Function-Space Empirical Bayes Regularisation with Large Vision-Language Model Priors
Pengcheng Hao, Huaze Tang, Ercan Engin Kuruoglu, Wenbo Ding

TL;DR
This paper introduces VLM-FS-EB, a new function-space empirical Bayes regularisation method that uses large vision-language models to create expressive priors, improving uncertainty quantification and out-of-distribution detection in Bayesian deep learning.
Contribution
It proposes a novel framework leveraging large vision-language models to generate semantic priors in function space, enhancing Bayesian deep learning performance.
Findings
Improves predictive accuracy over baselines.
Provides more reliable uncertainty estimates.

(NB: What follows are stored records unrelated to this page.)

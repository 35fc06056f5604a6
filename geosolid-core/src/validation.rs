//! Dimension checks run before mesh generation

use serde::{Deserialize, Serialize};

use crate::error::{GeometryError, Result};
use crate::solid::{
    ConeDimensions, CubeDimensions, CylinderDimensions, RectangularPrismDimensions, SolidDimensions,
    SolidKind, SphereDimensions, SquarePyramidDimensions, TriangularPrismDimensions,
    TriangularPyramidDimensions,
};

/// Outcome of a dimension check. `error` carries a message meant for the
/// end user.
#[derive(Debug, Clone, PartialEq, Eq, Serialize, Deserialize)]
pub struct ValidationResult {
    pub valid: bool,
    #[serde(default, skip_serializing_if = "Option::is_none")]
    pub error: Option<String>,
}

impl ValidationResult {
    pub fn ok() -> Self {
        Self {
            valid: true,
            error: None,
        }
    }

    pub fn invalid(message: impl Into<String>) -> Self {
        Self {
            valid: false,
            error: Some(message.into()),
        }
    }

    /// Turn a failed check into [`GeometryError::InvalidDimensions`].
    pub fn into_result(self, solid: SolidKind) -> Result<()> {
        if self.valid {
            return Ok(());
        }
        Err(GeometryError::InvalidDimensions {
            solid,
            message: self.error.unwrap_or_default(),
        })
    }
}

impl From<std::result::Result<(), String>> for ValidationResult {
    fn from(checks: std::result::Result<(), String>) -> Self {
        match checks {
            Ok(()) => Self::ok(),
            Err(message) => Self::invalid(message),
        }
    }
}

/// `value` must be finite and strictly positive. `field` is the subject of
/// the message, article included ("El lado", "La altura").
fn positive(value: f64, field: &str) -> std::result::Result<(), String> {
    if !value.is_finite() {
        return Err(format!("{field} debe ser un número finito"));
    }
    if value <= 0.0 {
        return Err(format!("{field} debe ser mayor que 0"));
    }
    Ok(())
}

pub fn validate_cube_dimensions(d: &CubeDimensions) -> ValidationResult {
    positive(d.side, "El lado").into()
}

pub fn validate_rectangular_prism_dimensions(d: &RectangularPrismDimensions) -> ValidationResult {
    positive(d.length, "El largo")
        .and_then(|_| positive(d.width, "El ancho"))
        .and_then(|_| positive(d.height, "El alto"))
        .into()
}

pub fn validate_triangular_prism_dimensions(d: &TriangularPrismDimensions) -> ValidationResult {
    positive(d.base_side, "El lado de la base")
        .and_then(|_| positive(d.base_height, "La altura de la base"))
        .and_then(|_| positive(d.height, "La altura"))
        .into()
}

pub fn validate_square_pyramid_dimensions(d: &SquarePyramidDimensions) -> ValidationResult {
    positive(d.base_side, "El lado de la base")
        .and_then(|_| positive(d.height, "La altura"))
        .into()
}

pub fn validate_triangular_pyramid_dimensions(d: &TriangularPyramidDimensions) -> ValidationResult {
    positive(d.base_side, "El lado de la base")
        .and_then(|_| positive(d.height, "La altura"))
        .into()
}

pub fn validate_cylinder_dimensions(d: &CylinderDimensions) -> ValidationResult {
    positive(d.radius, "El radio")
        .and_then(|_| positive(d.height, "La altura"))
        .into()
}

pub fn validate_cone_dimensions(d: &ConeDimensions) -> ValidationResult {
    positive(d.radius, "El radio")
        .and_then(|_| positive(d.height, "La altura"))
        .into()
}

pub fn validate_sphere_dimensions(d: &SphereDimensions) -> ValidationResult {
    positive(d.radius, "El radio").into()
}

/// Route `dimensions` to the validator for its solid.
pub fn validate_solid_dimensions(dimensions: &SolidDimensions) -> ValidationResult {
    match dimensions {
        SolidDimensions::Cube(d) => validate_cube_dimensions(d),
        SolidDimensions::RectangularPrism(d) => validate_rectangular_prism_dimensions(d),
        SolidDimensions::TriangularPrism(d) => validate_triangular_prism_dimensions(d),
        SolidDimensions::SquarePyramid(d) => validate_square_pyramid_dimensions(d),
        SolidDimensions::TriangularPyramid(d) => validate_triangular_pyramid_dimensions(d),
        SolidDimensions::Cylinder(d) => validate_cylinder_dimensions(d),
        SolidDimensions::Cone(d) => validate_cone_dimensions(d),
        SolidDimensions::Sphere(d) => validate_sphere_dimensions(d),
    }
}

#[cfg(test)]
mod tests {
    use super::*;

    #[test]
    fn test_cube_boundary() {
        assert!(!validate_cube_dimensions(&CubeDimensions { side: 0.0 }).valid);
        assert!(!validate_cube_dimensions(&CubeDimensions { side: -1.0 }).valid);
        assert!(validate_cube_dimensions(&CubeDimensions { side: 0.0001 }).valid);
    }

    #[test]
    fn test_message_names_the_failing_field() {
        let result = validate_rectangular_prism_dimensions(&RectangularPrismDimensions {
            length: 2.0,
            width: -3.0,
            height: 0.0,
        });
        assert_eq!(
            result,
            ValidationResult::invalid("El ancho debe ser mayor que 0")
        );

        let result = validate_cone_dimensions(&ConeDimensions {
            radius: 1.0,
            height: 0.0,
        });
        assert_eq!(result.error.as_deref(), Some("La altura debe ser mayor que 0"));
    }

    #[test]
    fn test_non_finite_values_are_rejected() {
        for value in [f64::NAN, f64::INFINITY, f64::NEG_INFINITY] {
            let result = validate_sphere_dimensions(&SphereDimensions { radius: value });
            assert_eq!(result.error.as_deref(), Some("El radio debe ser un número finito"));
        }
    }

    #[test]
    fn test_dispatch_matches_per_solid_validators() {
        let good = SolidDimensions::TriangularPrism(TriangularPrismDimensions {
            base_side: 1.0,
            base_height: 1.0,
            height: 1.0,
        });
        assert_eq!(validate_solid_dimensions(&good), ValidationResult::ok());

        let bad = SolidDimensions::SquarePyramid(SquarePyramidDimensions {
            base_side: 0.0,
            height: 1.0,
        });
        assert_eq!(
            validate_solid_dimensions(&bad),
            ValidationResult::invalid("El lado de la base debe ser mayor que 0")
        );
    }

    #[test]
    fn test_into_result() {
        assert_eq!(ValidationResult::ok().into_result(SolidKind::Cube), Ok(()));
        let err = ValidationResult::invalid("El radio debe ser mayor que 0")
            .into_result(SolidKind::Sphere)
            .unwrap_err();
        assert_eq!(
            err.to_string(),
            "invalid esfera dimensions: El radio debe ser mayor que 0"
        );
    }

    #[test]
    fn test_wire_format_omits_missing_error() {
        let json = serde_json::to_value(ValidationResult::ok()).unwrap();
        assert_eq!(json, serde_json::json!({"valid": true}));
    }
}
//! Degree-based rotations and the azimuth/elevation view rotation

use nalgebra::{Rotation3, Vector3};

use crate::geometry::Point3D;

/// Rotate `point` about the X axis by `degrees`.
pub fn rotate_x(point: &Point3D, degrees: f64) -> Point3D {
    Rotation3::from_axis_angle(&Vector3::x_axis(), degrees.to_radians()) * point
}

/// Rotate `point` about the Y axis by `degrees`.
pub fn rotate_y(point: &Point3D, degrees: f64) -> Point3D {
    Rotation3::from_axis_angle(&Vector3::y_axis(), degrees.to_radians()) * point
}

/// Rotate `point` about the Z axis by `degrees`.
pub fn rotate_z(point: &Point3D, degrees: f64) -> Point3D {
    Rotation3::from_axis_angle(&Vector3::z_axis(), degrees.to_radians()) * point
}

/// Apply the view rotation: Y by `azimuth`, then X by `elevation`.
pub fn rotate_point(point: &Point3D, azimuth: f64, elevation: f64) -> Point3D {
    ViewRotation::new(azimuth, elevation).apply(point)
}

/// Camera orientation as a precomputed rotation.
///
/// Projection and visibility both rotate through the same `ViewRotation`,
/// so the silhouette and the front/back classification always agree.
#[derive(Debug, Clone, Copy, PartialEq)]
pub struct ViewRotation {
    azimuth: f64,
    elevation: f64,
    matrix: Rotation3<f64>,
}

impl ViewRotation {
    pub fn new(azimuth: f64, elevation: f64) -> Self {
        let yaw = Rotation3::from_axis_angle(&Vector3::y_axis(), azimuth.to_radians());
        let pitch = Rotation3::from_axis_angle(&Vector3::x_axis(), elevation.to_radians());
        Self {
            azimuth,
            elevation,
            // Applied right to left: yaw first, then pitch
            matrix: pitch * yaw,
        }
    }

    pub fn identity() -> Self {
        Self::new(0.0, 0.0)
    }

    pub fn azimuth(&self) -> f64 {
        self.azimuth
    }

    pub fn elevation(&self) -> f64 {
        self.elevation
    }

    pub fn apply(&self, point: &Point3D) -> Point3D {
        self.matrix * point
    }

    pub fn apply_vec(&self, v: &Vector3<f64>) -> Vector3<f64> {
        self.matrix * v
    }

    pub fn matrix(&self) -> &Rotation3<f64> {
        &self.matrix
    }
}

impl Default for ViewRotation {
    fn default() -> Self {
        Self::identity()
    }
}

#[cfg(test)]
mod tests {
    use super::*;
    use approx::assert_abs_diff_eq;

    const EPS: f64 = 1e-12;

    fn assert_point_eq(a: &Point3D, b: &Point3D) {
        assert_abs_diff_eq!(a.x, b.x, epsilon = EPS);
        assert_abs_diff_eq!(a.y, b.y, epsilon = EPS);
        assert_abs_diff_eq!(a.z, b.z, epsilon = EPS);
    }

    #[test]
    fn test_axis_rotations_are_right_handed() {
        // +90 about X takes +Y to +Z
        assert_point_eq(&rotate_x(&Point3D::new(0.0, 1.0, 0.0), 90.0), &Point3D::new(0.0, 0.0, 1.0));
        // +90 about Y takes +Z to +X
        assert_point_eq(&rotate_y(&Point3D::new(0.0, 0.0, 1.0), 90.0), &Point3D::new(1.0, 0.0, 0.0));
        // +90 about Z takes +X to +Y
        assert_point_eq(&rotate_z(&Point3D::new(1.0, 0.0, 0.0), 90.0), &Point3D::new(0.0, 1.0, 0.0));
    }

    #[test]
    fn test_identity_rotation() {
        let p = Point3D::new(1.5, -2.0, 3.25);
        assert_point_eq(&rotate_point(&p, 0.0, 0.0), &p);
        assert_point_eq(&ViewRotation::identity().apply(&p), &p);
    }

    #[test]
    fn test_rotation_order_is_yaw_then_pitch() {
        let p = Point3D::new(1.0, 0.0, 0.0);
        // Yaw 90 moves +X to -Z, pitch 90 then moves -Z to +Y
        assert_point_eq(&rotate_point(&p, 90.0, 90.0), &Point3D::new(0.0, 1.0, 0.0));
        // The opposite order would leave +X on the X axis before the yaw
        let reversed = rotate_y(&rotate_x(&p, 90.0), 90.0);
        assert_point_eq(&reversed, &Point3D::new(0.0, 0.0, -1.0));
    }

    #[test]
    fn test_view_rotation_keeps_its_angles() {
        let view = ViewRotation::new(42.0, 20.0);
        assert_eq!(view.azimuth(), 42.0);
        assert_eq!(view.elevation(), 20.0);
        assert_eq!(ViewRotation::default(), ViewRotation::identity());
    }

    #[test]
    fn test_directions_rotate_like_points() {
        let view = ViewRotation::new(30.0, -15.0);
        let v = Vector3::new(1.0, -2.0, 0.5);
        let moved = view.apply(&Point3D::from(v));
        assert_abs_diff_eq!(view.apply_vec(&v), moved.coords, epsilon = 1e-12);
        assert_abs_diff_eq!(*view.matrix() * v, moved.coords, epsilon = 1e-12);

        // Rotations preserve length
        assert_abs_diff_eq!(view.apply_vec(&v).norm(), v.norm(), epsilon = 1e-12);
    }

    #[test]
    fn test_view_rotation_matches_axis_composition() {
        let view = ViewRotation::new(45.0, 35.264);
        for p in [
            Point3D::new(1.0, 2.0, 3.0),
            Point3D::new(-50.0, 50.0, -50.0),
            Point3D::new(0.25, -0.5, 10.0),
        ] {
            let stepwise = rotate_x(&rotate_y(&p, 45.0), 35.264);
            assert_abs_diff_eq!(view.apply(&p).x, stepwise.x, epsilon = 1e-9);
            assert_abs_diff_eq!(view.apply(&p).y, stepwise.y, epsilon = 1e-9);
            assert_abs_diff_eq!(view.apply(&p).z, stepwise.z, epsilon = 1e-9);
            assert_eq!(view.apply(&p), rotate_point(&p, 45.0, 35.264));
        }
    }
}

Enhances out-of-distribution detection.
Abstract
Bayesian deep learning (BDL) provides a principled framework for reliable uncertainty quantification by combining deep neural networks with Bayesian inference. A central challenge in BDL lies in the design of informative prior distributions that scale effectively to high-dimensional data. Recent functional variational inference (VI) approaches address this issue by imposing priors directly in function space; however, most existing methods rely on Gaussian process (GP) priors, whose expressiveness and generalisation capabilities become limited in high-dimensional regimes. In this work, we propose VLM-FS-EB, a novel function-space empirical Bayes regularisation framework, leveraging large vision-language models (VLMs) to generates semantically meaningful context points. These synthetic samples are then used VLMs for embeddings to construct expressive functional priors. Furthermore, the…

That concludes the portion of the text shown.